Assignment - Copy nothing before the line containing "repository 7f528ed93e14eac3". Reproduce that line and all that follow, exactly, through the end of the records.
(Listed entries begins)
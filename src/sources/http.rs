//! Shared HTTP plumbing for the network-backed sources
//!
//! Requests return a [`FetchError`] carrying only the classified reason; the
//! adapter stamps its own id on it when converting to a `SourceFailure`.

use crate::types::{FailureKind, SourceFailure};
use reqwest::header::{HeaderMap, HeaderValue, ACCEPT, ACCEPT_LANGUAGE, USER_AGENT};
use reqwest::{Client, StatusCode};
use serde_json::Value;
use std::time::Duration;

/// Largest response body a source will read; wiki pages sit well below it
pub const MAX_BODY_BYTES: usize = 4 * 1024 * 1024;

const BROWSER_USER_AGENT: &str =
    "Mozilla/5.0 (X11; Linux x86_64) AppleWebKit/537.36 (KHTML, like Gecko) Chrome/124.0 Safari/537.36";

/// A classified transport or decoding failure without source attribution
#[derive(Debug, Clone, PartialEq, Eq)]
pub struct FetchError {
    pub reason: FailureKind,
    pub detail: String,
}

impl FetchError {
    pub fn new(reason: FailureKind, detail: impl Into<String>) -> Self {
        Self {
            reason,
            detail: detail.into(),
        }
    }

    pub fn parse(detail: impl Into<String>) -> Self {
        Self::new(FailureKind::ParseError, detail)
    }

    pub fn into_failure(self, source_id: &str) -> SourceFailure {
        SourceFailure::new(source_id, self.reason, self.detail)
    }
}

/// Client shared by every source, sending browser-like headers so wiki
/// front ends serve the regular page
pub fn build_client() -> reqwest::Result<Client> {
    let mut headers = HeaderMap::new();
    headers.insert(
        ACCEPT,
        HeaderValue::from_static("text/html,application/xhtml+xml,application/json;q=0.9,*/*;q=0.8"),
    );
    headers.insert(ACCEPT_LANGUAGE, HeaderValue::from_static("en-US,en;q=0.5"));
    headers.insert(USER_AGENT, HeaderValue::from_static(BROWSER_USER_AGENT));

    Client::builder().default_headers(headers).build()
}

/// GET a URL and decode the body as JSON
pub async fn get_json(client: &Client, url: &str, timeout: Duration) -> Result<Value, FetchError> {
    let response = client
        .get(url)
        .timeout(timeout)
        .send()
        .await
        .map_err(|e| classify_reqwest_error(&e))?;

    if let Some(err) = classify_status(response.status()) {
        return Err(err);
    }

    let body = read_body(response, MAX_BODY_BYTES).await?;
    serde_json::from_slice(&body).map_err(|e| FetchError::parse(format!("invalid JSON from {}: {}", url, e)))
}

/// GET a URL and return the body as text
pub async fn get_text(client: &Client, url: &str, timeout: Duration) -> Result<String, FetchError> {
    let response = client
        .get(url)
        .timeout(timeout)
        .send()
        .await
        .map_err(|e| classify_reqwest_error(&e))?;

    if let Some(err) = classify_status(response.status()) {
        return Err(err);
    }

    let body = read_body(response, MAX_BODY_BYTES).await?;
    Ok(String::from_utf8_lossy(&body).into_owned())
}

/// Read a response body chunk by chunk, giving up once it passes `limit`
pub async fn read_body(mut response: reqwest::Response, limit: usize) -> Result<Vec<u8>, FetchError> {
    if let Some(length) = response.content_length() {
        if length > limit as u64 {
            return Err(FetchError::parse(format!("response body of {} bytes exceeds {} bytes", length, limit)));
        }
    }

    let mut body = Vec::new();
    while let Some(chunk) = response.chunk().await.map_err(|e| classify_reqwest_error(&e))? {
        if body.len() + chunk.len() > limit {
            return Err(FetchError::parse(format!("response body exceeds {} bytes", limit)));
        }
        body.extend_from_slice(&chunk);
    }
    Ok(body)
}

/// Map a transport error to a classified failure
pub fn classify_reqwest_error(err: &reqwest::Error) -> FetchError {
    if err.is_timeout() {
        return FetchError::new(FailureKind::Timeout, err.to_string());
    }
    if err.is_decode() {
        return FetchError::parse(err.to_string());
    }
    if let Some(classified) = err.status().and_then(classify_status) {
        return classified;
    }
    FetchError::new(FailureKind::Unreachable, err.to_string())
}

/// Map a non-success status to a classified failure, `None` for 2xx
pub fn classify_status(status: StatusCode) -> Option<FetchError> {
    if status.is_success() {
        return None;
    }

    let reason = match status {
        StatusCode::NOT_FOUND | StatusCode::GONE => FailureKind::NotFound,
        StatusCode::TOO_MANY_REQUESTS => FailureKind::RateLimited,
        StatusCode::REQUEST_TIMEOUT | StatusCode::GATEWAY_TIMEOUT => FailureKind::Timeout,
        _ => FailureKind::Unreachable,
    };

    Some(FetchError::new(reason, format!("HTTP {}", status)))
}
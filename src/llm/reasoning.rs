//! Advisory reasoning over structured findings
//!
//! The synthesis engine hands a plain-text digest of the aggregated facts to
//! a [`ReasoningCollaborator`] and folds the reply into the report. Failure
//! is expected and never fatal.

use crate::llm::client::LLMClient;
use crate::types::ReasoningUnavailable;
use async_trait::async_trait;
use std::time::Duration;

const REASONING_SYSTEM_PROMPT: &str = "You are a Pokemon research analyst. \
Using only the verified findings provided, write a short analysis that answers the question. \
Do not invent facts that are not in the findings. Mention uncertainty where sources disagree.";

#[async_trait]
pub trait ReasoningCollaborator: Send + Sync {
    /// Elaborate on a digest of findings
    async fn elaborate(&self, summary: &str) -> std::result::Result<String, ReasoningUnavailable>;
}

/// Reasoning backed by a chat model
pub struct LlmReasoner {
    client: Box<dyn LLMClient>,
    timeout: Duration,
}

impl LlmReasoner {
    pub fn new(client: Box<dyn LLMClient>, timeout: Duration) -> Self {
        Self { client, timeout }
    }

    pub fn model_name(&self) -> &str {
        self.client.model_name()
    }
}

#[async_trait]
impl ReasoningCollaborator for LlmReasoner {
    async fn elaborate(&self, summary: &str) -> std::result::Result<String, ReasoningUnavailable> {
        let call = self.client.generate_with_system(REASONING_SYSTEM_PROMPT, summary);

        match tokio::time::timeout(self.timeout, call).await {
            Ok(Ok(text)) if !text.trim().is_empty() => Ok(text.trim().to_string()),
            Ok(Ok(_)) => Err(ReasoningUnavailable("model returned an empty answer".to_string())),
            Ok(Err(e)) => Err(ReasoningUnavailable(e.to_string())),
            Err(_) => Err(ReasoningUnavailable(format!(
                "no answer within {}s",
                self.timeout.as_secs()
            ))),
        }
    }
}

#[cfg(test)]
mod tests {
    use super::*;
    use crate::types::{ResearchError, Result};

    struct CannedClient {
        reply: Option<&'static str>,
        delay: Duration,
    }

    #[async_trait]
    impl LLMClient for CannedClient {
        async fn generate(&self, prompt: &str) -> Result<String> {
            self.generate_with_system("", prompt).await
        }

        async fn generate_with_system(&self, _system: &str, _prompt: &str) -> Result<String> {
            tokio::time::sleep(self.delay).await;
            self.reply
                .map(str::to_string)
                .ok_or_else(|| ResearchError::LLM("offline".to_string()))
        }

        fn model_name(&self) -> &str {
            "canned"
        }
    }

    fn reasoner(reply: Option<&'static str>, delay: Duration) -> LlmReasoner {
        LlmReasoner::new(Box::new(CannedClient { reply, delay }), Duration::from_millis(50))
    }

    #[tokio::test]
    async fn test_elaborate_trims_reply() {
        let text = reasoner(Some("  Scizor is strong.\n"), Duration::ZERO)
            .elaborate("findings")
            .await
            .unwrap();
        assert_eq!(text, "Scizor is strong.");
    }

    #[tokio::test]
    async fn test_client_error_is_unavailable() {
        let err = reasoner(None, Duration::ZERO).elaborate("findings").await.unwrap_err();
        assert!(err.0.contains("offline"));
    }

    #[tokio::test]
    async fn test_slow_model_times_out() {
        let err = reasoner(Some("late"), Duration::from_secs(5))
            .elaborate("findings")
            .await
            .unwrap_err();
        assert!(err.0.contains("no answer"));
    }

    #[tokio::test]
    async fn test_blank_reply_is_unavailable() {
        assert!(reasoner(Some("   "), Duration::ZERO).elaborate("x").await.is_err());
    }
}
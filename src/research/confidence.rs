//! Confidence scoring over aggregated contexts
//!
//! A facet scores the mean agreement of its fields, discounted when a single
//! source contributed every fact in it. Facet scores are then scaled by how
//! much of the requested research actually came back.

use crate::types::{AggregatedContext, ConfidenceScore, Facet, ResearchIntent};
use crate::utils::toml_config::ScoringConfig;
use std::collections::{BTreeMap, BTreeSet};

#[derive(Debug, Clone, Default)]
pub struct ConfidenceScorer {
    config: ScoringConfig,
}

impl ConfidenceScorer {
    pub fn new(config: ScoringConfig) -> Self {
        Self { config }
    }

    /// Score a single context against the intents that asked for it.
    ///
    /// Intents about other subjects count as unanswered requests.
    pub fn score(&self, context: &AggregatedContext, intents: &[ResearchIntent]) -> ConfidenceScore {
        self.score_all(std::slice::from_ref(context), intents)
    }

    /// Score a multi-subject result; each intent is matched to the context
    /// with the same subject
    pub fn score_all(&self, contexts: &[AggregatedContext], intents: &[ResearchIntent]) -> ConfidenceScore {
        // (facet, raw facet score) for every requested (intent, facet) pair
        let requests: Vec<(Facet, f64)> = intents
            .iter()
            .flat_map(|intent| {
                let context = contexts.iter().find(|c| c.subject() == intent.subject());
                intent
                    .facets()
                    .iter()
                    .map(move |facet| (*facet, context.map_or(0.0, |c| self.facet_score(c, *facet))))
            })
            .collect();

        if requests.is_empty() {
            return ConfidenceScore {
                overall: 0.0,
                per_facet: BTreeMap::new(),
            };
        }

        let missing = requests.iter().filter(|(_, score)| *score == 0.0).count();
        let coverage = 1.0 - self.config.coverage_penalty * (missing as f64 / requests.len() as f64);

        // facet -> (sum, count)
        let mut totals: BTreeMap<Facet, (f64, usize)> = BTreeMap::new();
        for (facet, score) in &requests {
            let entry = totals.entry(*facet).or_insert((0.0, 0));
            entry.0 += score * coverage;
            entry.1 += 1;
        }

        let per_facet: BTreeMap<Facet, f64> = totals
            .iter()
            .map(|(facet, (sum, count))| (*facet, clamp_unit(sum / *count as f64)))
            .collect();

        let weighted: f64 = totals.values().map(|(sum, _)| sum).sum();
        let overall = clamp_unit(weighted / requests.len() as f64);

        tracing::debug!(overall, missing, requests = requests.len(), "Scored confidence");

        ConfidenceScore { overall, per_facet }
    }

    /// Mean field agreement of one facet, 0 when the facet has no facts.
    ///
    /// The single-source multiplier applies to the facet as a whole, so a
    /// field only one source reports does not drag down a facet that several
    /// sources corroborate.
    fn facet_score(&self, context: &AggregatedContext, facet: Facet) -> f64 {
        let Some(fields) = context.facet_facts(facet) else {
            return 0.0;
        };
        if fields.is_empty() {
            return 0.0;
        }

        let agreement: f64 = fields.values().map(|fact| fact.agreement_score).sum::<f64>() / fields.len() as f64;

        let sources: BTreeSet<&str> = fields
            .values()
            .flat_map(|fact| fact.supporting_sources.iter().map(String::as_str))
            .collect();
        let penalty = if sources.len() == 1 {
            self.config.single_source_multiplier
        } else {
            1.0
        };

        agreement * penalty
    }
}

fn clamp_unit(value: f64) -> f64 {
    if value.is_nan() {
        0.0
    } else {
        value.clamp(0.0, 1.0)
    }
}

#[cfg(test)]
mod tests {
    use super::*;
    use crate::research::aggregator::ContextAggregator;
    use crate::types::EvidenceBundle;
    use chrono::Utc;
    use serde_json::{json, Value};

    fn bundle(source: &str, trust: f64, facet: Facet, payload: Value) -> EvidenceBundle {
        EvidenceBundle {
            source_id: source.to_string(),
            subject: "pikachu".to_string(),
            facet,
            payload: serde_json::from_value(payload).unwrap(),
            fetched_at: Utc::now(),
            trust,
        }
    }

    fn scorer() -> ConfidenceScorer {
        ConfidenceScorer::default()
    }

    #[test]
    fn test_full_agreement_scores_one() {
        let bundles = vec![
            bundle("a", 0.9, Facet::Typing, json!({"types": ["electric"]})),
            bundle("b", 0.8, Facet::Typing, json!({"types": ["electric"]})),
        ];
        let context = ContextAggregator::new().aggregate("pikachu", &bundles);
        let intents = vec![ResearchIntent::new("pikachu", [Facet::Typing])];

        let score = scorer().score(&context, &intents);
        assert_eq!(score.overall, 1.0);
        assert_eq!(score.facet(Facet::Typing), 1.0);
    }

    #[test]
    fn test_single_source_is_discounted() {
        let bundles = vec![bundle("a", 0.9, Facet::Typing, json!({"types": ["electric"]}))];
        let context = ContextAggregator::new().aggregate("pikachu", &bundles);
        let intents = vec![ResearchIntent::new("pikachu", [Facet::Typing])];

        let score = scorer().score(&context, &intents);
        assert!((score.overall - 0.7).abs() < 1e-9);
    }

    #[test]
    fn test_missing_facet_penalises_coverage() {
        let bundles = vec![
            bundle("a", 0.9, Facet::Typing, json!({"types": ["electric"]})),
            bundle("b", 0.8, Facet::Typing, json!({"types": ["electric"]})),
        ];
        let context = ContextAggregator::new().aggregate("pikachu", &bundles);
        let intents = vec![ResearchIntent::new("pikachu", [Facet::Typing, Facet::Lore])];

        let score = scorer().score(&context, &intents);
        // coverage = 1 - 0.5 * 1/2
        assert!((score.facet(Facet::Typing) - 0.75).abs() < 1e-9);
        assert_eq!(score.facet(Facet::Lore), 0.0);
        assert!((score.overall - 0.375).abs() < 1e-9);
    }

    #[test]
    fn test_unmatched_intent_counts_as_missing() {
        let context = AggregatedContext::empty("pikachu");
        let intents = vec![ResearchIntent::new("raichu", [Facet::Stats])];

        let score = scorer().score(&context, &intents);
        assert_eq!(score.overall, 0.0);
    }

    #[test]
    fn test_no_intents() {
        let score = scorer().score_all(&[], &[]);
        assert_eq!(score.overall, 0.0);
        assert!(score.per_facet.is_empty());
    }

    #[test]
    fn test_multiplier_is_configurable() {
        let bundles = vec![bundle("a", 0.9, Facet::Lore, json!({"genus": "Mouse"}))];
        let context = ContextAggregator::new().aggregate("pikachu", &bundles);
        let intents = vec![ResearchIntent::new("pikachu", [Facet::Lore])];

        let lenient = ConfidenceScorer::new(ScoringConfig {
            single_source_multiplier: 0.9,
            ..ScoringConfig::default()
        });
        assert!(lenient.score(&context, &intents).overall > scorer().score(&context, &intents).overall);
    }

    #[test]
    fn test_field_from_one_source_in_corroborated_facet_is_not_discounted() {
        let bundles = vec![
            bundle("a", 0.9, Facet::Typing, json!({"types": ["electric"]})),
            bundle("b", 0.8, Facet::Typing, json!({"types": ["electric"], "abilities": ["static"]})),
        ];
        let context = ContextAggregator::new().aggregate("pikachu", &bundles);
        let intents = vec![ResearchIntent::new("pikachu", [Facet::Typing])];

        assert_eq!(scorer().score(&context, &intents).facet(Facet::Typing), 1.0);
    }

    #[test]
    fn test_facet_from_one_source_is_discounted_once() {
        let bundles = vec![bundle(
            "a",
            0.9,
            Facet::Stats,
            json!({"hp": 35, "attack": 55, "speed": 90}),
        )];
        let context = ContextAggregator::new().aggregate("pikachu", &bundles);
        let intents = vec![ResearchIntent::new("pikachu", [Facet::Stats])];

        assert!((scorer().score(&context, &intents).facet(Facet::Stats) - 0.7).abs() < 1e-9);
    }
}
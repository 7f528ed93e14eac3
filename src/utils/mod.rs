//! Configuration utilities

/// TOML configuration (`pokedex.toml`).
pub mod toml_config;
(Listed entries ends)
Written solution -
repository 7f528ed93e14eac3
filename src/utils/mod.rs
//! Configuration utilities

/// TOML configuration (`pokedex.toml`).
pub mod toml_config;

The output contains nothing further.